Disney Channel
- Country: United Kingdom
- Broadcast area: Romania and Moldova
- Headquarters: 3 Queen Caroline Street, Hammersmith, London W6 9PE, United Kingdom

Programming
- Languages: Romanian (dubbing/subtitles); English;
- Picture format: HDTV 1080i; SDTV 576i (downscaled);

Ownership
- Owner: The Walt Disney Company Limited; Disney Kids & Family (Disney Entertainment); ;
- Sister channels: BabyTV; Disney Junior; National Geographic; Nat Geo Wild;

History
- Launched: 1 April 1999; 27 years ago (as Fox Kids); 1 January 2005; 21 years ago (as Jetix); 19 September 2009; 16 years ago (as Disney Channel);
- Former names: Fox Kids (1999–2005); Jetix (2005–2009);

Links
- Website: tv.disney.ro

= Disney Channel (Romania) =

Disney Channel is a British-managed Romanian pay television channel owned by The Walt Disney Company Limited in London.

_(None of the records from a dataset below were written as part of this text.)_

//! The orchestrator: entry point that classifies inputs and wires runs.
//!
//! Sub-agents are exposed to their parent as streaming tools whose executor is
//! a recursive orchestrator call bound to the child manifest; that mapping is
//! the only mechanism by which nesting occurs. Recursion terminates because
//! the registry's sub-agent graph is acyclic.

use std::sync::Arc;

use futures::StreamExt;
use serde_json::json;
use tracing::debug;

use super::envelope::{EnvelopeParams, run_envelope};
use super::result::{AgentRunResult, RunItem, RunStream};
use super::resume::ResumePrelude;
use super::{AgentInput, ContinueResponse, Services};
use crate::completion::ToolDescriptor;
use crate::context::{AgentRunId, RunContext};
use crate::error::{Error, Result};
use crate::hooks::SubAgentMapper;
use crate::manifest::{AgentManifest, ManifestRegistry, SubAgentRef};
use crate::message::Message;
use crate::state::{AgentRunState, ParentContext, RunStatus, rehydrate_messages};
use crate::suspension::Suspension;
use crate::tool::{
    AgentTool, AgentToolResult, ExecutionContext, ToolCall, ToolDefinition, ToolItem, ToolSet,
    ToolStream,
};

/// The executor's entry point.
#[derive(Clone, Debug)]
pub struct Orchestrator {
    services: Services,
    registry: Arc<ManifestRegistry>,
}

impl Orchestrator {
    /// Create an orchestrator over a manifest registry.
    #[must_use]
    pub fn new(services: Services, registry: Arc<ManifestRegistry>) -> Self {
        Self { services, registry }
    }

    /// The manifest registry this orchestrator resolves against.
    #[must_use]
    pub fn registry(&self) -> &Arc<ManifestRegistry> {
        &self.registry
    }

    /// Classify an input and drive the matching execution path.
    ///
    /// Returns the run's event stream; the final item is the terminal
    /// [`AgentRunResult`](super::AgentRunResult).
    #[must_use]
    pub fn run(&self, ctx: RunContext, input: AgentInput) -> RunStream {
        let this = self.clone();
        Box::pin(async_stream::stream! {
            match input {
                AgentInput::Request {
                    manifest_id,
                    manifest_version,
                    prompt,
                    context,
                    parent,
                    root_manifest_id,
                } => {
                    let run_id = AgentRunId::generate();
                    let Some(manifest) = this.registry.get(&manifest_id, &manifest_version)
                    else {
                        yield RunItem::Done(AgentRunResult::Error {
                            error: Error::not_found(format!(
                                "manifest {manifest_id}:{manifest_version}"
                            )),
                            run_id,
                        });
                        return;
                    };
                    if let Err(error) = this.registry.validate() {
                        yield RunItem::Done(AgentRunResult::Error { error, run_id });
                        return;
                    }

                    let mut messages = Vec::new();
                    if !manifest.instructions.is_empty() {
                        messages.push(Message::system(&manifest.instructions));
                    }
                    messages.push(Message::user(prompt));

                    let root = root_manifest_id.unwrap_or_else(|| manifest.id.clone());
                    let state = Box::new(AgentRunState::new(
                        run_id,
                        &manifest,
                        root.clone(),
                        parent,
                        messages,
                        context,
                    ));

                    let tools = this.build_toolset(&manifest, &root);
                    let descriptors = build_descriptors(&manifest);
                    let envelope = run_envelope(EnvelopeParams {
                        services: this.services.clone(),
                        manifest,
                        tools,
                        descriptors,
                        state,
                        is_new_state: true,
                        resolved_suspensions: Vec::new(),
                        prelude: ResumePrelude::None,
                        orchestrator: this.clone(),
                        ctx,
                    });
                    futures::pin_mut!(envelope);
                    while let Some(item) = envelope.next().await {
                        yield item;
                    }
                }

                AgentInput::Reply { run_id, message } => {
                    let (mut state, manifest) = match this
                        .load_for_resume(&ctx, &run_id, RunStatus::Completed)
                        .await
                    {
                        Ok(loaded) => loaded,
                        Err(error) => {
                            yield RunItem::Done(AgentRunResult::Error { error, run_id });
                            return;
                        }
                    };
                    state.messages.push(Message::user(message));

                    let root = state.root_manifest_id.clone();
                    let tools = this.build_toolset(&manifest, &root);
                    let descriptors = build_descriptors(&manifest);
                    let envelope = run_envelope(EnvelopeParams {
                        services: this.services.clone(),
                        manifest,
                        tools,
                        descriptors,
                        state,
                        is_new_state: false,
                        resolved_suspensions: Vec::new(),
                        prelude: ResumePrelude::None,
                        orchestrator: this.clone(),
                        ctx,
                    });
                    futures::pin_mut!(envelope);
                    while let Some(item) = envelope.next().await {
                        yield item;
                    }
                }

                AgentInput::Approval { run_id, response } => {
                    let (state, manifest) = match this
                        .load_for_resume(&ctx, &run_id, RunStatus::Suspended)
                        .await
                    {
                        Ok(loaded) => loaded,
                        Err(error) => {
                            yield RunItem::Done(AgentRunResult::Error { error, run_id });
                            return;
                        }
                    };

                    let (prelude, resolved) = match classify_approval(&state, &response) {
                        Ok(classified) => classified,
                        Err(error) => {
                            yield RunItem::Done(AgentRunResult::Error { error, run_id });
                            return;
                        }
                    };

                    let root = state.root_manifest_id.clone();
                    let tools = this.build_toolset(&manifest, &root);
                    let descriptors = build_descriptors(&manifest);
                    let envelope = run_envelope(EnvelopeParams {
                        services: this.services.clone(),
                        manifest,
                        tools,
                        descriptors,
                        state,
                        is_new_state: false,
                        resolved_suspensions: resolved,
                        prelude,
                        orchestrator: this.clone(),
                        ctx,
                    });
                    futures::pin_mut!(envelope);
                    while let Some(item) = envelope.next().await {
                        yield item;
                    }
                }

                AgentInput::Continue { run_id } => {
                    let (state, manifest) = match this
                        .load_for_resume(&ctx, &run_id, RunStatus::Suspended)
                        .await
                    {
                        Ok(loaded) => loaded,
                        Err(error) => {
                            yield RunItem::Done(AgentRunResult::Error { error, run_id });
                            return;
                        }
                    };
                    if state.pending_tool_results.is_empty() {
                        yield RunItem::Done(AgentRunResult::Error {
                            error: Error::validation(
                                "run has no pending tool results to continue with",
                            ),
                            run_id,
                        });
                        return;
                    }

                    let root = state.root_manifest_id.clone();
                    let tools = this.build_toolset(&manifest, &root);
                    let descriptors = build_descriptors(&manifest);
                    let envelope = run_envelope(EnvelopeParams {
                        services: this.services.clone(),
                        manifest,
                        tools,
                        descriptors,
                        state,
                        is_new_state: false,
                        resolved_suspensions: Vec::new(),
                        prelude: ResumePrelude::ReplayPending,
                        orchestrator: this.clone(),
                        ctx,
                    });
                    futures::pin_mut!(envelope);
                    while let Some(item) = envelope.next().await {
                        yield item;
                    }
                }
            }
        })
    }

    /// Load a persisted state for resumption, checking its status and
    /// re-minting signed URLs on its messages.
    async fn load_for_resume(
        &self,
        ctx: &RunContext,
        run_id: &AgentRunId,
        required: RunStatus,
    ) -> Result<(Box<AgentRunState>, Arc<AgentManifest>)> {
        let Some(mut state) = self.services.states.get(ctx, run_id).await? else {
            return Err(Error::not_found(format!("run state {run_id}")));
        };
        if state.status != required {
            return Err(Error::validation(format!(
                "run {run_id} is {} but {} is required",
                state.status.as_str(),
                required.as_str()
            )));
        }
        let manifest = self
            .registry
            .get(&state.manifest_id, &state.manifest_version)
            .ok_or_else(|| {
                Error::not_found(format!(
                    "manifest {}:{}",
                    state.manifest_id, state.manifest_version
                ))
            })?;
        rehydrate_messages(self.services.storage.as_ref(), run_id, &mut state.messages).await?;
        Ok((Box::new(state), manifest))
    }

    /// Materialize the dispatchable tools of a manifest: declared executors
    /// plus each sub-agent exposed as a recursive-orchestrator tool.
    fn build_toolset(&self, manifest: &Arc<AgentManifest>, root_manifest_id: &str) -> ToolSet {
        let mut set = ToolSet::new();

        for definition in &manifest.tools {
            if let Some(executor) = manifest.hooks.tool_executors.get(&definition.name) {
                set.insert(Arc::clone(executor));
            }
        }
        // Executors registered without a declared definition still dispatch.
        let mut extra: Vec<&String> = manifest
            .hooks
            .tool_executors
            .keys()
            .filter(|name| !set.contains(name))
            .collect();
        extra.sort();
        for name in extra {
            if let Some(executor) = manifest.hooks.tool_executors.get(name) {
                set.insert(Arc::clone(executor));
            }
        }

        for sub_agent in &manifest.sub_agents {
            let mapper = manifest.hooks.sub_agent_mappers.get(&sub_agent.name).cloned();
            set.insert(Arc::new(SubAgentTool {
                orchestrator: self.clone(),
                sub_agent: sub_agent.clone(),
                root_manifest_id: root_manifest_id.to_owned(),
                mapper,
            }));
        }

        set
    }
}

It broadcasts for preschoolers and kids, and also for teenagers and adults, from series and movies.

It shares its feed with Disney Channel Bulgaria. Disney Channel was launched in Romania on 1 April 1999 as Fox Kids, it changed its name to Jetix on 1 January 2005 and finally to the current name on 19 September 2009.

==History==
After Disney XD was successfully launched on 13 February 2009 in the United States, the Disney-ABC Television Group re-branded Jetix France to Disney XD on 1 April 2009 and it was expected to be rolled out to other European countries in that same year. In May, Disney announced that Jetix in certain countries (namely Hungary, Romania, the Czech Republic, Slovakia and Bulgaria) would be rebranded as Disney Channel, marking that channel's first introduction in those countries. The change occurred on 19 September 2009.

In May 2010, Disney Channel Eastern Europe was removed from Hot Bird satellite. Advertising is shown in Romanian and Bulgarian; the voices in the ads are only heard on the respective audio tracks.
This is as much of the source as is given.